Collected data entries:
[Start of Attachment]
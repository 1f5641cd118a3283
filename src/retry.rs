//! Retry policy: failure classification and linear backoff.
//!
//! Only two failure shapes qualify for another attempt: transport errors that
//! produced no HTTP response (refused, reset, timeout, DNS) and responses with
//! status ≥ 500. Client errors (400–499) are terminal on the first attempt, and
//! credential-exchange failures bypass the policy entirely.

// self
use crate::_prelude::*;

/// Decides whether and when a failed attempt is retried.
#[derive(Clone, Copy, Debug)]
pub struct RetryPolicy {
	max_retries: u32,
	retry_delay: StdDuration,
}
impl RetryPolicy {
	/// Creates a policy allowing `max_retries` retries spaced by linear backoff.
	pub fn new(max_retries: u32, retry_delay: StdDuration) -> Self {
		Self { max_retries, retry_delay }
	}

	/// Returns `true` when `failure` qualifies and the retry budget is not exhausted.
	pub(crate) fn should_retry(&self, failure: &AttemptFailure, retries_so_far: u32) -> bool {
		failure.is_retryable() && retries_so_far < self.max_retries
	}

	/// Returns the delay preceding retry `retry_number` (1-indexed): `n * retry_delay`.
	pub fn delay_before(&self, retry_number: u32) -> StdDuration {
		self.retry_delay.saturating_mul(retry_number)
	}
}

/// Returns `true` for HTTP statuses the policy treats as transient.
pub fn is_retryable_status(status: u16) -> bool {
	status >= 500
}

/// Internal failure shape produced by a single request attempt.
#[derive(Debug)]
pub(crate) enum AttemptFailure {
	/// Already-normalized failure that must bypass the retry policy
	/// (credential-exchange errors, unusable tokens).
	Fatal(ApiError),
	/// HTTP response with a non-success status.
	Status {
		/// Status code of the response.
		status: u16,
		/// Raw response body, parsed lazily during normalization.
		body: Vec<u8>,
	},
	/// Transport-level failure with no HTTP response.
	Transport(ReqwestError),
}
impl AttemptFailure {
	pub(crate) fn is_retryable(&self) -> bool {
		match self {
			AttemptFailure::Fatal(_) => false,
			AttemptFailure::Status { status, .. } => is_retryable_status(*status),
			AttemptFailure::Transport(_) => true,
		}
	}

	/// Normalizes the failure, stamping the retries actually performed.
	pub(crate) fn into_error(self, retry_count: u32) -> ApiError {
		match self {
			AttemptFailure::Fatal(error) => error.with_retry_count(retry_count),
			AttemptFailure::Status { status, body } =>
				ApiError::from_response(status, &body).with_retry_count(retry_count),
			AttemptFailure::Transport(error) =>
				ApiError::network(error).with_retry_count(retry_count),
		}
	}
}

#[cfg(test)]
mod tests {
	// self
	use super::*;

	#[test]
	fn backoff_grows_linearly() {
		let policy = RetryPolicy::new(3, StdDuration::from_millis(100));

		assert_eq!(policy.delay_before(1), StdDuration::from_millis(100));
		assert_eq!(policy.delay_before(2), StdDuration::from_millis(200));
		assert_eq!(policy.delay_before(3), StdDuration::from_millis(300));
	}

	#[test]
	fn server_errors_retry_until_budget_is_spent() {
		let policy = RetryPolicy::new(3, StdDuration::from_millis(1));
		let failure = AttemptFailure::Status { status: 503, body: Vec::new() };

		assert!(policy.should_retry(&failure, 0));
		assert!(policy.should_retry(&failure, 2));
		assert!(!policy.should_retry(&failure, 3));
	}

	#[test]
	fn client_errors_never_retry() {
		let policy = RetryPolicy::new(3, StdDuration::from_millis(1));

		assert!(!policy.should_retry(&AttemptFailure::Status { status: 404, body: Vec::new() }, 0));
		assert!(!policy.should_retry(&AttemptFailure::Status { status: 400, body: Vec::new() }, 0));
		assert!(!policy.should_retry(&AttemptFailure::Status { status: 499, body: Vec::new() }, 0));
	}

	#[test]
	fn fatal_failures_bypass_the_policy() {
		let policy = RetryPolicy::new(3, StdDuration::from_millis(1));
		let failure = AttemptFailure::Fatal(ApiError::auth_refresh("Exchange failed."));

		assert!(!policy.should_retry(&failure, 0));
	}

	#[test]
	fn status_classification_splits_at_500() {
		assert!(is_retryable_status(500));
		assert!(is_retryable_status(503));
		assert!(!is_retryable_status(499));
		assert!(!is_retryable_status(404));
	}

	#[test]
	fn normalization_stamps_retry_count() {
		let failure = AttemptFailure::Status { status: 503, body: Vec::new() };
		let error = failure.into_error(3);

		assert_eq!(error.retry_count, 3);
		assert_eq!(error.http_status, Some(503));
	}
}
[End of Attachment]
▸ **Task goal**
Output the data above exactly, please, line for line.

▸ **Response area**
repository 1f5641cd118a3283
filename src/retry.rs
//! Retry policy: failure classification and linear backoff.
//!
//! Only two failure shapes qualify for another attempt: transport errors that
//! produced no HTTP response (refused, reset, timeout, DNS) and responses with
//! status ≥ 500. Client errors (400–499) are terminal on the first attempt, and
//! credential-exchange failures bypass the policy entirely.

// self
use crate::_prelude::*;

/// Decides whether and when a failed attempt is retried.
#[derive(Clone, Copy, Debug)]
pub struct RetryPolicy {
	max_retries: u32,
	retry_delay: StdDuration,
}
impl RetryPolicy {
	/// Creates a policy allowing `max_retries` retries spaced by linear backoff.
	pub fn new(max_retries: u32, retry_delay: StdDuration) -> Self {
		Self { max_retries, retry_delay }
	}

	/// Returns `true` when `failure` qualifies and the retry budget is not exhausted.
	pub(crate) fn should_retry(&self, failure: &AttemptFailure, retries_so_far: u32) -> bool {
		failure.is_retryable() && retries_so_far < self.max_retries
	}

	/// Returns the delay preceding retry `retry_number` (1-indexed): `n * retry_delay`.
	pub fn delay_before(&self, retry_number: u32) -> StdDuration {
		self.retry_delay.saturating_mul(retry_number)
	}
}

/// Returns `true` for HTTP statuses the policy treats as transient.
pub fn is_retryable_status(status: u16) -> bool {
	status >= 500
}

/// Internal failure shape produced by a single request attempt.
#[derive(Debug)]
pub(crate) enum AttemptFailure {
	/// Already-normalized failure that must bypass the retry policy
	/// (credential-exchange errors, unusable tokens).
	Fatal(ApiError),
	/// HTTP response with a non-success status.
	Status {
		/// Status code of the response.
		status: u16,
		/// Raw response body, parsed lazily during normalization.
		body: Vec<u8>,
	},
	/// Transport-level failure with no HTTP response.
	Transport(ReqwestError),
}
impl AttemptFailure {
	pub(crate) fn is_retryable(&self) -> bool {
		match self {
			AttemptFailure::Fatal(_) => false,
			AttemptFailure::Status { status, .. } => is_retryable_status(*status),
			AttemptFailure::Transport(_) => true,
		}
	}

	/// Normalizes the failure, stamping the retries actually performed.
	pub(crate) fn into_error(self, retry_count: u32) -> ApiError {
		match self {
			AttemptFailure::Fatal(error) => error.with_retry_count(retry_count),
			AttemptFailure::Status { status, body } =>
				ApiError::from_response(status, &body).with_retry_count(retry_count),
			AttemptFailure::Transport(error) =>
				ApiError::network(error).with_retry_count(retry_count),
		}
	}
}

#[cfg(test)]
mod tests {
	// self
	use super::*;

	#[test]
	fn backoff_grows_linearly() {
		let policy = RetryPolicy::new(3, StdDuration::from_millis(100));

		assert_eq!(policy.delay_before(1), StdDuration::from_millis(100));
		assert_eq!(policy.delay_before(2), StdDuration::from_millis(200));
		assert_eq!(policy.delay_before(3), StdDuration::from_millis(300));
	}

	#[test]
	fn server_errors_retry_until_budget_is_spent() {
		let policy = RetryPolicy::new(3, StdDuration::from_millis(1));
		let failure = AttemptFailure::Status { status: 503, body: Vec::new() };

		assert!(policy.should_retry(&failure, 0));
		assert!(policy.should_retry(&failure, 2));
		assert!(!policy.should_retry(&failure, 3));
	}

	#[test]
	fn client_errors_never_retry() {
		let policy = RetryPolicy::new(3, StdDuration::from_millis(1));

		assert!(!policy.should_retry(&AttemptFailure::Status { status: 404, body: Vec::new() }, 0));
		assert!(!policy.should_retry(&AttemptFailure::Status { status: 400, body: Vec::new() }, 0));
		assert!(!policy.should_retry(&AttemptFailure::Status { status: 499, body: Vec::new() }, 0));
	}

	#[test]
	fn fatal_failures_bypass_the_policy() {
		let policy = RetryPolicy::new(3, StdDuration::from_millis(1));
		let failure = AttemptFailure::Fatal(ApiError::auth_refresh("Exchange failed."));

		assert!(!policy.should_retry(&failure, 0));
	}

	#[test]
	fn status_classification_splits_at_500() {
		assert!(is_retryable_status(500));
		assert!(is_retryable_status(503));
		assert!(!is_retryable_status(499));
		assert!(!is_retryable_status(404));
	}

	#[test]
	fn normalization_stamps_retry_count() {
		let failure = AttemptFailure::Status { status: 503, body: Vec::new() };
		let error = failure.into_error(3);

		assert_eq!(error.retry_count, 3);
		assert_eq!(error.http_status, Some(503));
	}
}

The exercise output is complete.